The Canadian The Entitled is an ambitious suspense thriller filmed on a modest budget. Underemployed deliveryman Paul Dynan (Keven Zegers of Frozen and Transamerica) lives with his sick mother and her house is about to be repossessed. He decides to kidnap the spoiled-rich obnoxious college kids Nick, Hailey and Jeff (Dustin Milligan, Laura Vandervoort & John Bregar) with the aid of a pair of disaffected and unpredictable malcontents, Jenna and Dean (Tatiana Maslany & Devon Bostick). Paul commences his crime just as the three victims are on their way to a mountain cabin retreat to join their fathers. Receiving ransom demands of a million dollars apiece, stock speculators Richard Nader, Clifford Jones and Bob Vincent (Ray Liotta, Stephen McHattie & Victor Garber) fight among themselves, withholding information from each other just as they might on a stock trading deal. Not far away, Paul seems to have everything in hand until his partners prove to be uncontrollably violent, and the kidnapping becomes a kidnapping-murder.
William Morrissey's screenplay is calculated for maximum marketability.
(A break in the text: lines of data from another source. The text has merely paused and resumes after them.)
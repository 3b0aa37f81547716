use crate::color::{format_hsl, format_rgb, hsl_to_rgb, truncate_decimals};
use crate::error::{Error, Result};
use crate::gradient::{text_tone, TextTone};
use crate::state::{Channel, ColorState};

/// Fractional digits shown in every numeric readout.
pub const READOUT_DIGITS: usize = 2;

/// Text for one channel's numeric readout.
#[derive(Debug, Clone, PartialEq)]
pub struct ValueReadout {
    pub channel: Channel,
    pub text: String,
    /// The text shows a hovered value rather than the committed one.
    pub previewing: bool,
    pub tone: TextTone,
}

/// Everything the text side of the picker displays.
#[derive(Debug, Clone, PartialEq)]
pub struct Readouts {
    pub hex: String,
    pub rgb: String,
    pub hsl: String,
    /// Swatch background as a CSS-style color string.
    pub swatch_css: String,
    /// Tone for text drawn on the swatch.
    pub tone: TextTone,
    pub values: [ValueReadout; 3],
}

impl Readouts {
    /// Build readouts from the committed state and the hover previews.
    ///
    /// The hex/rgb/hsl strings and the swatch describe committed state only.
    /// Value readouts show a preview when one is active. The lightness
    /// readout's tone follows the value it displays, the hue and saturation
    /// readouts follow committed lightness.
    pub fn compute(state: &ColorState, preview: &[Option<f64>; 3]) -> Self {
        let hsla = state.hsla();
        let rgba = state.rgba();
        let committed_tone = text_tone(state.lightness());

        let values = Channel::ALL.map(|channel| {
            let shown = preview[channel.index()];
            let value = shown.unwrap_or_else(|| state.get(channel));
            let tone = match channel {
                Channel::Lightness => text_tone(value),
                Channel::Hue | Channel::Saturation => committed_tone,
            };
            ValueReadout {
                channel,
                text: truncate_decimals(value, READOUT_DIGITS),
                previewing: shown.is_some(),
                tone,
            }
        });

        Self {
            hex: rgba.to_hex(),
            rgb: format_rgb(rgba),
            hsl: format_hsl(hsla.h, hsla.s, hsla.l, hsla.a),
            swatch_css: hsla.to_css(),
            tone: committed_tone,
            values,
        }
    }

    pub fn value(&self, channel: Channel) -> &ValueReadout {
        &self.values[channel.index()]
    }
}

/// One-shot conversion: `[hex, rgb, hsl]` display strings for a color.
///
/// Channels are clamped the same way the picker clamps input, so
/// `convert(400.0, 120.0, 50.0, 1.0)` describes the reddest hue just short
/// of 360 at full saturation.
pub fn convert(hue: f64, saturation: f64, lightness: f64, alpha: f64) -> Result<[String; 3]> {
    for (field, value) in [
        ("hue", hue),
        ("saturation", saturation),
        ("lightness", lightness),
        ("alpha", alpha),
    ] {
        if !value.is_finite() {
            return Err(Error::InvalidValue {
                field,
                value: value.to_string(),
            });
        }
    }

    let state = ColorState::new(hue, saturation, lightness);
    let (h, s, l) = (state.hue(), state.saturation(), state.lightness());
    let rgba = hsl_to_rgb(h, s, l, alpha);
    Ok([rgba.to_hex(), format_rgb(rgba), format_hsl(h, s, l, rgba.a)])
}

#[cfg(test)]
mod tests {
    use super::*;

    #[test]
    fn startup_readouts() {
        let r = Readouts::compute(&ColorState::default(), &[None; 3]);
        assert_eq!(r.hex, "#ccaa66");
        assert_eq!(r.rgb, "rgb(204, 170, 102, 1)");
        assert_eq!(r.hsl, "hsl(40, 50%, 60%, 1)");
        assert_eq!(r.swatch_css, "hsl(40, 50%, 60%, 1)");
        assert_eq!(r.tone, TextTone::Dark);
        assert_eq!(r.value(Channel::Hue).text, "40");
        assert!(!r.value(Channel::Hue).previewing);
    }

    #[test]
    fn values_are_truncated() {
        let state = ColorState::new(123.456789, 33.999, 12.345);
        let r = Readouts::compute(&state, &[None; 3]);
        assert_eq!(r.value(Channel::Hue).text, "123.45");
        assert_eq!(r.value(Channel::Saturation).text, "33.99");
        assert_eq!(r.value(Channel::Lightness).text, "12.34");
        assert_eq!(r.hsl, "hsl(123.45, 33.99%, 12.34%, 1)");
        // The swatch string is not truncated.
        assert_eq!(r.swatch_css, "hsl(123.456789, 33.999%, 12.345%, 1)");
    }

    #[test]
    fn preview_changes_value_text_only() {
        let state = ColorState::default();
        let preview = [Some(271.5), None, None];
        let r = Readouts::compute(&state, &preview);
        assert_eq!(r.value(Channel::Hue).text, "271.5");
        assert!(r.value(Channel::Hue).previewing);
        assert_eq!(r.hex, "#ccaa66");
        assert_eq!(r.hsl, "hsl(40, 50%, 60%, 1)");
    }

    #[test]
    fn lightness_preview_retones_its_own_readout() {
        let state = ColorState::default();
        let r = Readouts::compute(&state, &[None, None, Some(20.0)]);
        assert_eq!(r.value(Channel::Lightness).tone, TextTone::Light);
        assert_eq!(r.value(Channel::Hue).tone, TextTone::Dark);
        assert_eq!(r.value(Channel::Saturation).tone, TextTone::Dark);
        assert_eq!(r.tone, TextTone::Dark);
    }

    #[test]
    fn convert_known_colors() {
        assert_eq!(
            convert(0.0, 100.0, 50.0, 1.0).unwrap(),
            [
                "#ff0000".to_string(),
                "rgb(255, 0, 0, 1)".to_string(),
                "hsl(0, 100%, 50%, 1)".to_string()
            ]
        );
        let [hex, rgb, hsl] = convert(400.0, 150.0, 50.0, 3.0).unwrap();
        assert_eq!(hex, "#ff0000");
        assert_eq!(rgb, "rgb(255, 0, 0, 1)");
        assert_eq!(hsl, "hsl(359.99, 100%, 50%, 1)");

        let [hex, _, hsl] = convert(-30.0, 100.0, 50.0, 1.0).unwrap();
        assert_eq!(hex, "#ff0000");
        assert_eq!(hsl, "hsl(0, 100%, 50%, 1)");
    }

    #[test]
    fn convert_rejects_non_finite() {
        assert!(matches!(
            convert(f64::NAN, 0.0, 0.0, 1.0),
            Err(Error::InvalidValue { field: "hue", .. })
        ));
        assert!(convert(0.0, 0.0, 0.0, f64::INFINITY).is_err());
    }

    #[test]
    fn committed_dark_color_uses_light_text() {
        let state = ColorState::new(220.0, 40.0, 30.0);
        let r = Readouts::compute(&state, &[None; 3]);
        assert_eq!(r.tone, TextTone::Light);
        for v in &r.values {
            assert_eq!(v.tone, TextTone::Light);
        }
    }
}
The chilly winter locations -- vacation homes in dark woods -- are an attractive backdrop. The script sets up at least one showcase acting scene for each character yet holds together as a credible kidnapping story. Clever crosscutting takes our mind off the fact that the three veteran actors Liotta, McHattie and Garber appear only in one location. Director Aaron Woodley blocks the dramatic conflicts like a good stage play, providing balance for the more exploitative scenes of violent jeopardy.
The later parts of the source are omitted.